Le sandwich
Il peut représenter un aliment équilibré si vous respectez quelques principes.
- Mettez-y des légumes (feuilles de salade, tomate, concombre…).
- Évitez les aliments riches en lipides (saucisson, pâté, fromage…) et préférez plutôt ceux qui sont riches en nutriments et limités en graisses (jambon, poulet, thon, saumon, oeuf…).
- Relevez le goût avec des cornichons, de la moutarde… plutôt que les sempiternels beurre et mayonnaise.
- N’oubliez pas le dessert, à base de fruits bien sûr (évitez l’association sandwich-brownie).

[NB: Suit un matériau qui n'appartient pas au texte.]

//! Keyway - SSH public keys by username over HTTP

use clap::Parser;
use std::sync::Arc;
use tracing::{error, info, warn};
use tracing_subscriber::{fmt, layer::SubscriberExt, util::SubscriberInitExt, EnvFilter};

use keyway::{config::Args, server, AppState};

#[tokio::main]
async fn main() -> anyhow::Result<()> {
    // Load environment variables from .env file if present
    let _ = dotenvy::dotenv();

    let args = Args::parse();

    // Initialize tracing/logging
    let filter = EnvFilter::try_from_default_env()
        .unwrap_or_else(|_| format!("keyway={},info", args.log_level).into());
    let registry = tracing_subscriber::registry().with(filter);
    if args.log_json {
        registry.with(fmt::layer().json()).init();
    } else {
        registry.with(fmt::layer()).init();
    }

    if let Err(e) = args.validate() {
        error!("Configuration error: {}", e);
        std::process::exit(1);
    }

    info!("======================================");
    info!("  Keyway {}", env!("CARGO_PKG_VERSION"));
    info!(
        "  commit {} built {}",
        env!("KEYWAY_GIT_COMMIT"),
        env!("KEYWAY_BUILD_TIMESTAMP")
    );
    info!("======================================");
    info!("Listen: {}", args.listen);
    info!("GitHub API: {}", args.github_api_url);
    if args.token.is_none() {
        warn!("No GitHub token configured, API requests are heavily rate limited");
    }
    info!(
        "Cache: {} bytes, max age {}s",
        args.cache_size, args.cache_age_secs
    );
    match &args.akpath {
        Some(path) => info!("Key files: {}", path.display()),
        None => info!("Key files: disabled"),
    }
    info!(
        "Uploads: {}",
        if args.uploads_enabled() { "enabled" } else { "disabled" }
    );
    let blocked = args.blocklist();
    if !blocked.is_empty() {
        info!("Blocklist: {} user(s)", blocked.len());
    }
    if let Some(path) = &args.serve {
        info!("Serving {} under /_/", path.display());
    }
    info!("======================================");

    let state = AppState::from_args(&args)?;
    server::run(Arc::new(state), args.listen).await?;

    Ok(())
}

- Buvez de l’eau de préférence
Le pain du sandwich vous permet en quelque sorte de remplacer les féculents du repas. Sachant que 100 grammes de féculents cuits = 40 grammes de pain = 20 grammes de glucides, si votre repas habituel comporte 200 grammes de féculents et 60 grammes de pain, vous pouvez consommer un sandwich avec 140 grammes de pain (environ 2/3 baguette ou 1 kebab ou 1 pain bagnat).
Il y a pain et pain. Tous n’ont pas les mêmes valeurs nutritionnelles, ni surtout les mêmes index glycémiques. Feu vert pour le pain aux grains de céréales ; feu orange pour le pain blanc type baguette, feu rouge pour le pain de mie ou le pain viennois qui demanderont plus d’insuline soit à votre pancréas soit par injection ( indice glycémique élevé).
La pizza
La pizza repose un peu sur les mêmes principes que le sandwich.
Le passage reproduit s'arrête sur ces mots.